From these 14,000 initial victims, however, the hackers were able to then access the personal data of the other 6.9 million million victims because they had opted-in to 23andMe’s DNA Relatives feature. This optional feature allows customers to automatically share some of their data with people who are considered their relatives on the platform.
I never met a Geneticist who couldn't immediately recognize this company as a scam. The product wasn't the papers they send you after doing random marker tests once (so, false positives exist, and they never cared). The product is the DNA they collected by convincing people that their test was even remotely useful or insightful.
Its entirely based on correlation; and correlation to what? Geographic area? That makes no sense if you know one of any number of fields and many don't even have to be scientific in nature, or genetics.
I have always hated them, always told people to never use them and get themselves a proper 50x full genome sequencing since it costed the same; and actually provides real, resolute and reliable data. Not just like borderline pseudoscience. Might as well sent in the shape of your skull.
I knew better than to give thee companies my DNA but of course I've had family give it to them. I suppose if I was wanted for an unsolved murder I'd be a bit concerned, but I'm still not happy that anyone's DNA is compromised that I'm associated with.
The question to me is what's the play with that data. I'd assume they would have a use for it if they went to the trouble of stealing it. I suspect in the future this will be lucrative data, but what's the play right now??

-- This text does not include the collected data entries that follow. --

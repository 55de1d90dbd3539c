//! Encode-process-decode graph LAM.
//!
//! ```text
//! grid features = [X_t, X_{t-1}, batch static, forcing, grid static]
//! grid_emb  = grid_embedder(grid features)
//! mesh_rep  = g2m_gnn(grid_emb → mesh level 0)
//! grid_rep  = grid_emb + encoding_grid_mlp(grid_emb)
//! mesh_rep  = mesh.process(mesh_rep)
//! grid_rep  = m2g_gnn(mesh_rep → grid_rep)
//! X_{t+1}   = X_t + output_map(grid_rep) · σ_Δ + μ_Δ
//! ```
//!
//! The network predicts a standardised one-step difference which is rescaled
//! with the dataset's step statistics and added to the current state.

use candle_core::{DType, Device, Tensor};
use candle_nn::VarBuilder;

use lam_common::{ConfigError, GraphConfig, GraphData, GridDims, ModelKind};

use crate::error::{check_shape, Result};
use crate::flat::FlatMesh;
use crate::hierarchical::HierarchicalMesh;
use crate::interaction::{InteractionConfig, InteractionNet};
use crate::mesh::{expand_to_batch, MeshModel};
use crate::mlp::Mlp;

pub struct GraphLam {
    kind: ModelKind,
    dims: GridDims,
    num_grid: usize,
    dtype: DType,
    grid_static_features: Tensor,
    g2m_features: Tensor,
    m2g_features: Tensor,
    step_diff_mean: Tensor,
    step_diff_std: Tensor,
    grid_embedder: Mlp,
    g2m_embedder: Mlp,
    m2g_embedder: Mlp,
    g2m_gnn: InteractionNet,
    encoding_grid_mlp: Mlp,
    m2g_gnn: InteractionNet,
    output_map: Mlp,
    mesh: Box<dyn MeshModel>,
}

impl GraphLam {
    /// Build the model selected by `cfg.model`. The graph must be
    /// hierarchical exactly when the model is.
    pub fn new(cfg: &GraphConfig, graph: &GraphData, dims: GridDims, vb: VarBuilder) -> Result<Self> {
        let kind = cfg.model;
        if kind.is_hierarchical() != graph.is_hierarchical() {
            return Err(ConfigError::HierarchyMismatch {
                model: kind.name(),
                required: if kind.is_hierarchical() {
                    "hierarchical"
                } else {
                    "non-hierarchical"
                },
            }
            .into());
        }
        let state_dim = graph.step_diff_std.dims1()?;
        if state_dim != dims.state_dim {
            return Err(ConfigError::DimMismatch {
                what: "step difference statistics".to_string(),
                expected: dims.state_dim,
                actual: state_dim,
            }
            .into());
        }

        let dtype = vb.dtype();
        let (num_grid, grid_static_dim) = graph.grid_static_features.dims2()?;
        let grid_dim = dims.grid_input_dim(grid_static_dim);
        let hidden = cfg.hidden_dim;

        let grid_embedder = Mlp::new(&cfg.mlp_blueprint(grid_dim), true, vb.pp("grid_embedder"))?;
        let g2m_embedder = Mlp::new(&cfg.mlp_blueprint(graph.g2m.feature_dim()), true, vb.pp("g2m_embedder"))?;
        let m2g_embedder = Mlp::new(&cfg.mlp_blueprint(graph.m2g.feature_dim()), true, vb.pp("m2g_embedder"))?;

        let gnn_cfg = InteractionConfig::new(hidden, cfg.hidden_layers).update_edges(false);
        let g2m_gnn = InteractionNet::new(graph.g2m.index(), &gnn_cfg, vb.pp("g2m_gnn"))?;
        let encoding_grid_mlp = Mlp::new(&cfg.mlp_blueprint(hidden), true, vb.pp("encoding_grid_mlp"))?;
        let m2g_gnn = InteractionNet::new(graph.m2g.index(), &gnn_cfg, vb.pp("m2g_gnn"))?;

        let mut output_blueprint = vec![hidden; cfg.hidden_layers + 1];
        output_blueprint.push(dims.state_dim);
        let output_map = Mlp::new(&output_blueprint, false, vb.pp("output_map"))?;

        let mesh: Box<dyn MeshModel> = match kind {
            ModelKind::GraphLam => Box::new(FlatMesh::new(&graph.mesh.levels()[0], cfg, vb.pp("mesh"))?),
            ModelKind::HiLam | ModelKind::HiLamParallel => {
                Box::new(HierarchicalMesh::new(&graph.mesh, cfg, vb.pp("mesh"))?)
            }
        };

        let (num_mesh, _) = mesh.count_mesh_nodes();
        tracing::info!(
            model = %kind,
            nodes = num_grid + num_mesh,
            grid = num_grid,
            mesh = num_mesh,
            g2m_edges = graph.g2m.num_edges(),
            m2g_edges = graph.m2g.num_edges(),
            grid_dim,
            "Loaded graph"
        );

        Ok(Self {
            kind,
            dims,
            num_grid,
            dtype,
            grid_static_features: graph.grid_static_features.to_dtype(dtype)?,
            g2m_features: graph.g2m.features().to_dtype(dtype)?,
            m2g_features: graph.m2g.features().to_dtype(dtype)?,
            step_diff_mean: graph.step_diff_mean.to_dtype(dtype)?,
            step_diff_std: graph.step_diff_std.to_dtype(dtype)?,
            grid_embedder,
            g2m_embedder,
            m2g_embedder,
            g2m_gnn,
            encoding_grid_mlp,
            m2g_gnn,
            output_map,
            mesh,
        })
    }

    pub fn kind(&self) -> ModelKind {
        self.kind
    }

    pub fn dims(&self) -> GridDims {
        self.dims
    }

    pub fn device(&self) -> &Device {
        self.grid_static_features.device()
    }

    /// `(total mesh nodes, nodes ignored by encoder/decoder)`.
    pub fn count_mesh_nodes(&self) -> (usize, usize) {
        self.mesh.count_mesh_nodes()
    }

    /// One step ahead: `X_{t-1}, X_t → X_{t+1}`.
    ///
    /// * `prev_state`, `prev_prev_state`: (B, N_grid, d_state)
    /// * `batch_static`: (B, N_grid, d_batch_static)
    /// * `forcing`: (B, N_grid, d_forcing)
    ///
    /// The output has the shape and dtype of `prev_state`.
    pub fn predict_step(
        &self,
        prev_state: &Tensor,
        prev_prev_state: &Tensor,
        batch_static: &Tensor,
        forcing: &Tensor,
    ) -> Result<Tensor> {
        let b = prev_state.dim(0)?;
        let n = self.num_grid;
        let d = self.dims;
        check_shape("prev_state", prev_state, &[b, n, d.state_dim])?;
        check_shape("prev_prev_state", prev_prev_state, &[b, n, d.state_dim])?;
        check_shape("batch_static", batch_static, &[b, n, d.batch_static_dim])?;
        check_shape("forcing", forcing, &[b, n, d.forcing_dim])?;

        let out_dtype = prev_state.dtype();
        let prev = prev_state.to_dtype(self.dtype)?;
        let grid_static = expand_to_batch(&self.grid_static_features, b)?;
        let parts = [
            prev.clone(),
            prev_prev_state.to_dtype(self.dtype)?,
            batch_static.to_dtype(self.dtype)?,
            forcing.to_dtype(self.dtype)?,
            grid_static,
        ];
        let parts: Vec<&Tensor> = parts.iter().filter(|t| t.dim(2).unwrap_or(0) > 0).collect();
        let grid_features = Tensor::cat(&parts, 2)?;

        let grid_emb = self.grid_embedder.forward(&grid_features)?;
        let g2m_emb = expand_to_batch(&self.g2m_embedder.forward(&self.g2m_features)?, b)?;
        let m2g_emb = expand_to_batch(&self.m2g_embedder.forward(&self.m2g_features)?, b)?;
        let mesh_emb = expand_to_batch(&self.mesh.embed_mesh_nodes()?, b)?;

        // encode
        let mesh_rep = self.g2m_gnn.update_nodes(&grid_emb, &mesh_emb, &g2m_emb)?;
        let grid_rep = (&grid_emb + self.encoding_grid_mlp.forward(&grid_emb)?)?;

        let mesh_rep = self.mesh.process(&mesh_rep)?;

        // decode
        let grid_rep = self.m2g_gnn.update_nodes(&mesh_rep, &grid_rep, &m2g_emb)?;
        let net_output = self.output_map.forward(&grid_rep)?;

        let rescaled = net_output
            .broadcast_mul(&self.step_diff_std)?
            .broadcast_add(&self.step_diff_mean)?;
        Ok((prev + rescaled)?.to_dtype(out_dtype)?)
    }

    /// Roll [`predict_step`](Self::predict_step) over the forcing horizon.
    ///
    /// * `init_states`: (B, 2, N_grid, d_state), `[X_{-1}, X_0]`
    /// * `forcing`: (B, T, N_grid, d_forcing)
    /// * `batch_static`: (B, N_grid, d_batch_static)
    ///
    /// Returns (B, T, N_grid, d_state).
    pub fn unroll_prediction(&self, init_states: &Tensor, forcing: &Tensor, batch_static: &Tensor) -> Result<Tensor> {
        let steps = forcing.dim(1)?;
        let mut prev_prev = init_states.get_on_dim(1, 0)?.contiguous()?;
        let mut prev = init_states.get_on_dim(1, 1)?.contiguous()?;
        let mut predictions = Vec::with_capacity(steps);
        for t in 0..steps {
            let forcing_t = forcing.get_on_dim(1, t)?.contiguous()?;
            let pred = self.predict_step(&prev, &prev_prev, batch_static, &forcing_t)?;
            prev_prev = std::mem::replace(&mut prev, pred.clone());
            predictions.push(pred);
        }
        Ok(Tensor::stack(&predictions, 1)?)
    }
}

#[cfg(test)]
mod tests {
    use super::*;
    use candle_nn::VarMap;
    use lam_common::{build_rect_graph, DatasetInfo};

    const NX: usize = 8;
    const NY: usize = 6;

    fn dims() -> GridDims {
        GridDims {
            state_dim: 3,
            forcing_dim: 2,
            batch_static_dim: 1,
        }
    }

    fn graph(levels: usize, step_diff_mean: f32) -> GraphData {
        let dev = Device::Cpu;
        let topo = build_rect_graph(NX, NY, levels)
            .unwrap()
            .normalize_edge_lengths()
            .unwrap();
        let info = DatasetInfo {
            name: "test".into(),
            dims: dims(),
            grid_static_features: Tensor::randn(0f32, 1.0, (NX * NY, 2), &dev).unwrap(),
            step_diff_mean: Tensor::full(step_diff_mean, 3, &dev).unwrap(),
            step_diff_std: Tensor::ones(3, DType::F32, &dev).unwrap(),
        };
        GraphData::new(topo, &info, &dev).unwrap()
    }

    fn model(kind: ModelKind, graph: &GraphData, varmap: &VarMap) -> Result<GraphLam> {
        let cfg = GraphConfig {
            model: kind,
            hidden_dim: 8,
            processor_layers: 2,
            ..Default::default()
        };
        let vb = VarBuilder::from_varmap(varmap, DType::F32, &Device::Cpu);
        GraphLam::new(&cfg, graph, dims(), vb)
    }

    fn inputs(b: usize) -> (Tensor, Tensor, Tensor, Tensor) {
        let dev = Device::Cpu;
        let n = NX * NY;
        (
            Tensor::randn(0f32, 1.0, (b, n, 3), &dev).unwrap(),
            Tensor::randn(0f32, 1.0, (b, n, 3), &dev).unwrap(),
            Tensor::randn(0f32, 1.0, (b, n, 1), &dev).unwrap(),
            Tensor::randn(0f32, 1.0, (b, n, 2), &dev).unwrap(),
        )
    }

    #[test]
    fn predict_step_shape_for_every_model() {
        for (kind, levels) in [
            (ModelKind::GraphLam, 1),
            (ModelKind::HiLam, 2),
            (ModelKind::HiLamParallel, 2),
        ] {
            let g = graph(levels, 0.0);
            let varmap = VarMap::new();
            let m = model(kind, &g, &varmap).unwrap();
            let (prev, prev_prev, stat, forcing) = inputs(1);
            let out = m.predict_step(&prev, &prev_prev, &stat, &forcing).unwrap();
            assert_eq!(out.dims(), prev.dims(), "{kind}");
        }
    }

    #[test]
    fn zero_network_returns_previous_state() {
        for (kind, levels) in [(ModelKind::GraphLam, 1), (ModelKind::HiLam, 3)] {
            let g = graph(levels, 0.0);
            let varmap = VarMap::new();
            let m = model(kind, &g, &varmap).unwrap();
            for var in varmap.all_vars() {
                var.set(&var.zeros_like().unwrap()).unwrap();
            }
            let (prev, prev_prev, stat, forcing) = inputs(2);
            let out = m.predict_step(&prev, &prev_prev, &stat, &forcing).unwrap();
            let diff = (out - &prev).unwrap().abs().unwrap().flatten_all().unwrap();
            let max = diff.max(0).unwrap().to_scalar::<f32>().unwrap();
            assert_eq!(max, 0.0, "{kind}");
        }
    }

    #[test]
    fn zero_network_adds_step_mean() {
        let g = graph(1, 0.5);
        let varmap = VarMap::new();
        let m = model(ModelKind::GraphLam, &g, &varmap).unwrap();
        for var in varmap.all_vars() {
            var.set(&var.zeros_like().unwrap()).unwrap();
        }
        let (prev, prev_prev, stat, forcing) = inputs(1);
        let out = m.predict_step(&prev, &prev_prev, &stat, &forcing).unwrap();
        let delta: Vec<f32> = (out - &prev).unwrap().flatten_all().unwrap().to_vec1().unwrap();
        assert!(delta.iter().all(|d| (d - 0.5).abs() < 1e-6));
    }

    #[test]
    fn unroll_stacks_every_step() {
        let g = graph(2, 0.0);
        let varmap = VarMap::new();
        let m = model(ModelKind::HiLamParallel, &g, &varmap).unwrap();
        let dev = Device::Cpu;
        let n = NX * NY;
        let init = Tensor::randn(0f32, 1.0, (2, 2, n, 3), &dev).unwrap();
        let forcing = Tensor::randn(0f32, 1.0, (2, 4, n, 2), &dev).unwrap();
        let stat = Tensor::zeros((2, n, 1), DType::F32, &dev).unwrap();
        let out = m.unroll_prediction(&init, &forcing, &stat).unwrap();
        assert_eq!(out.dims(), &[2, 4, n, 3]);
    }

    #[test]
    fn model_and_graph_must_agree_on_hierarchy() {
        let varmap = VarMap::new();
        let err = model(ModelKind::GraphLam, &graph(2, 0.0), &varmap).err().unwrap();
        assert!(matches!(
            err,
            crate::ModelError::Config(ConfigError::HierarchyMismatch { model: "graph_lam", required: "non-hierarchical" })
        ));
        let err = model(ModelKind::HiLam, &graph(1, 0.0), &varmap).err().unwrap();
        assert!(matches!(
            err,
            crate::ModelError::Config(ConfigError::HierarchyMismatch { model: "hi_lam", required: "hierarchical" })
        ));
    }

    #[test]
    fn wrong_state_width_is_a_shape_error() {
        let g = graph(1, 0.0);
        let varmap = VarMap::new();
        let m = model(ModelKind::GraphLam, &g, &varmap).unwrap();
        let (_, prev_prev, stat, forcing) = inputs(1);
        let prev = Tensor::zeros((1, NX * NY, 4), DType::F32, &Device::Cpu).unwrap();
        let err = m.predict_step(&prev, &prev_prev, &stat, &forcing).unwrap_err();
        assert!(matches!(err, crate::ModelError::Shape { stage: "prev_state", .. }));
    }

    #[test]
    fn mesh_node_counts() {
        let g = graph(3, 0.0);
        let varmap = VarMap::new();
        let m = model(ModelKind::HiLam, &g, &varmap).unwrap();
        let sizes = g.mesh.level_partition();
        let (total, ignored) = m.count_mesh_nodes();
        assert_eq!(total, sizes.total());
        assert_eq!(ignored, sizes.total() - sizes.sizes()[0]);
    }
}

In a way, it kind of is their fault for trusting companies like this in the first place. I'd never consider using companies like this and both think and hope none of my family members would either.
Obviously, the breach is the company being incompetent like many companies are when it comes to security.
I'm just of the general opinion that any personal data you entrust to any corporation is going to be at risk - regardless of it's assurances. There's also a risk of that corporation being legitimately acquired by another thus nullifying previous TOS, etc. Or worse case, they sell all your info anyway. Connected technology is moving quickly. What might seem safe to share today could become the basis of an insurance claim denial when they discover a genetic predisposition they believe you were obligated to disclose.